If I'm right, then Fourth Age Orcs will still be nasty, but their considerable ingenuity won't always be employed in the same directions, the whip at their back having been removed. Either the results will be... interesting... or they'll just die out now that their niche has gone away.

Yes, the problem of the Orcs has always bothered me too. Wherever they came from, there is this to chew on:

Everything that anyone does against the Creator's will, in Tolkien's world, shall 'only redound to the glory of his work'. The Orcs as written, even if their nastiness is bowdlerized, are pretty clearly people. I don't think Eru would have given soul-nature/ people-nature to them to serve only as tools destined for the horror of the Void. The logic of Middle-Earth seems to me that Creation needs people who are Orcs for something - and that it is something that would be good for them, too.

I wonder what that would be, as surely as I don't wonder why Tolkien couldn't bear to contemplate it.
Kate Nepveu
29. katenepveu
Gray Woodland, I've been chewing on your thoughts since this morning and I don't have anything constructive to add yet, but I do want to thank you for adding them before I forget that I haven't actually.

*chews some more*
Peter Schmidt
31. PHSchmidt
GW@28: Perhaps it is as simple as, for Good to triumph, there must exist Evil to be vanquished.

For Creation not to be a clockwork, all predetermined from the first, but a living, evolving artwork capable of attaining unexpected heights no polished mechanism could achieve, then failure must be an option, and Falling, and thus evil will inevitably Be, at least in some measure.

Light without darkness is formless. Figure without ground makes no picture. No glory without trial, no winning without a race, no gain without pain, no A+ without a test.

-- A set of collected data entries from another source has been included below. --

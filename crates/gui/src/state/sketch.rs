use base64::Engine as _;
use image::{imageops, Rgba, RgbaImage};

use crate::export::{encode_png, Snapshot, SnapshotError};

pub const DEFAULT_CANVAS_SIZE: u32 = 512;
const PAPER: Rgba<u8> = Rgba([255, 255, 255, 255]);
const INK: [u8; 4] = [20, 20, 20, 255];

// ============================================================================
// Штрихи
// ============================================================================

/// Один непрерывный штрих кистью
#[derive(Debug, Clone, PartialEq)]
pub struct Stroke {
    /// Точки в пикселях холста
    pub points: Vec<[f32; 2]>,
    /// Толщина кисти в пикселях
    pub width: f32,
    pub color: [u8; 4],
}

// ============================================================================
// Холст эскиза
// ============================================================================

/// Квадратный холст для рисования эскиза от руки
#[derive(Debug, Clone)]
pub struct SketchPad {
    size: u32,
    strokes: Vec<Stroke>,
    active: Option<Stroke>,
    /// Подложка (снимок модели), поверх неё рисуются штрихи
    background: Option<RgbaImage>,
    pub brush_size: f32,
    /// Счётчик изменений (для обновления текстуры в UI)
    version: u64,
}

impl Default for SketchPad {
    fn default() -> Self {
        Self::new(DEFAULT_CANVAS_SIZE)
    }
}

impl SketchPad {
    pub fn new(size: u32) -> Self {
        Self {
            size: size.max(1),
            strokes: Vec::new(),
            active: None,
            background: None,
            brush_size: 4.0,
            version: 0,
        }
    }

    pub fn size(&self) -> u32 {
        self.size
    }

    pub fn strokes(&self) -> &[Stroke] {
        &self.strokes
    }

    pub fn active_stroke(&self) -> Option<&Stroke> {
        self.active.as_ref()
    }

    pub fn has_background(&self) -> bool {
        self.background.is_some()
    }

    pub fn version(&self) -> u64 {
        self.version
    }

    /// Пустой холст: ни штрихов, ни подложки
    pub fn is_empty(&self) -> bool {
        self.strokes.is_empty() && self.active.is_none() && self.background.is_none()
    }

    // ── Рисование ────────────────────────────────────────────

    pub fn begin_stroke(&mut self, point: [f32; 2]) {
        self.end_stroke();
        self.active = Some(Stroke {
            points: vec![self.clamp(point)],
            width: self.brush_size,
            color: INK,
        });
        self.version += 1;
    }

    pub fn extend_stroke(&mut self, point: [f32; 2]) {
        let point = self.clamp(point);
        if let Some(stroke) = self.active.as_mut() {
            if stroke.points.last() != Some(&point) {
                stroke.points.push(point);
                self.version += 1;
            }
        }
    }

    pub fn end_stroke(&mut self) {
        if let Some(stroke) = self.active.take() {
            self.strokes.push(stroke);
            self.version += 1;
        }
    }

    /// Удалить последний штрих. Возвращает false, если удалять нечего
    pub fn undo_stroke(&mut self) -> bool {
        self.end_stroke();
        let removed = self.strokes.pop().is_some();
        if removed {
            self.version += 1;
        }
        removed
    }

    /// Очистить штрихи и подложку
    pub fn clear(&mut self) {
        self.strokes.clear();
        self.active = None;
        self.background = None;
        self.version += 1;
    }

    /// Снимок модели становится подложкой; штрихи удаляются
    pub fn seed_from_snapshot(&mut self, snapshot: &Snapshot) -> Result<(), SnapshotError> {
        let image = snapshot.to_rgba()?;
        let resized = imageops::resize(&image, self.size, self.size, imageops::FilterType::Triangle);
        self.strokes.clear();
        self.active = None;
        self.background = Some(resized);
        self.version += 1;
        Ok(())
    }

    // ── Растеризация ─────────────────────────────────────────

    pub fn to_image(&self) -> RgbaImage {
        let mut image = self
            .background
            .clone()
            .unwrap_or_else(|| RgbaImage::from_pixel(self.size, self.size, PAPER));
        for stroke in self.strokes.iter().chain(self.active.as_ref()) {
            draw_stroke(&mut image, stroke);
        }
        image
    }

    /// PNG в base64 для запроса генерации
    pub fn to_png_base64(&self) -> Result<String, SnapshotError> {
        let png = encode_png(&self.to_image())?;
        Ok(base64::engine::general_purpose::STANDARD.encode(png))
    }

    fn clamp(&self, [x, y]: [f32; 2]) -> [f32; 2] {
        let max = (self.size - 1) as f32;
        [x.clamp(0.0, max), y.clamp(0.0, max)]
    }
}

/// Штрих как цепочка круглых отпечатков кисти
fn draw_stroke(image: &mut RgbaImage, stroke: &Stroke) {
    let radius = (stroke.width * 0.5).max(0.5);
    let step = (radius * 0.5).max(0.5);
    let mut stamp = |p: [f32; 2]| stamp_disc(image, p, radius, stroke.color);

    match stroke.points.as_slice() {
        [] => {}
        [single] => stamp(*single),
        points => {
            for pair in points.windows(2) {
                let (a, b) = (pair[0], pair[1]);
                let len = ((b[0] - a[0]).powi(2) + (b[1] - a[1]).powi(2)).sqrt();
                let n = (len / step).ceil().max(1.0) as u32;
                for i in 0..=n {
                    let t = i as f32 / n as f32;
                    stamp([a[0] + (b[0] - a[0]) * t, a[1] + (b[1] - a[1]) * t]);
                }
            }
        }
    }
}

fn stamp_disc(image: &mut RgbaImage, [cx, cy]: [f32; 2], radius: f32, color: [u8; 4]) {
    let (w, h) = image.dimensions();
    let x0 = (cx - radius).floor().max(0.0) as u32;
    let y0 = (cy - radius).floor().max(0.0) as u32;
    let x1 = ((cx + radius).ceil() as u32).min(w - 1);
    let y1 = ((cy + radius).ceil() as u32).min(h - 1);
    for y in y0..=y1 {
        for x in x0..=x1 {
            let (dx, dy) = (x as f32 + 0.5 - cx, y as f32 + 0.5 - cy);
            if dx * dx + dy * dy <= radius * radius {
                image.put_pixel(x, y, Rgba(color));
            }
        }
    }
}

Orcs have their role, and I pity them for it.
Ian Gazzotti
32. Atrus
@31 That's very distant from the Catholic (and Tolkien's) point of view, where evil is always a possibility (because of free will) but not actually required in creation. For the Catholics, furthermore, evil does not exist in itself but simply as a willing separation from good.

That is why the supposed evilness of Orcs was such a problem for Tolkien: they either had to be soulless things with no real free will (and therefore technically not evil), or they had to be capable of good as well.
Kate Nepveu
33. katenepveu
PHSchmidt @ #31, but Good doesn't need Evil to be triumphant; natural forces will do just fine to provide the circumstances for Good to show itself.

(Which might not be quite the same as what Atrus is saying.)
Peter Schmidt
34. PHSchmidt
The difference between naturally entropic forces (Chaos) and Evil is primarily one of intent, yes? A tornado and a terrorist can both blow up your house. Conceiving Good as the creator of pockets of beautiful, low-entropy structures (broadly defined) places it in opposition to both. So yes, I agree Evil isn't absolutely required - excellent point.

But give enough beings free will, and odds are you will get some Evil, sadly.
35. solerso
I thought that the glorfindel of the 1st age died in a "duel" with a balrog, during the escape from the sack of gondolin. I was confused by that as well, assuming for a long time that it was the same glorfindel and tolkien had simply changed his fate, and it was missed in editing or never written down. I think now the glorfindel of rivendell was a younger glorfindel.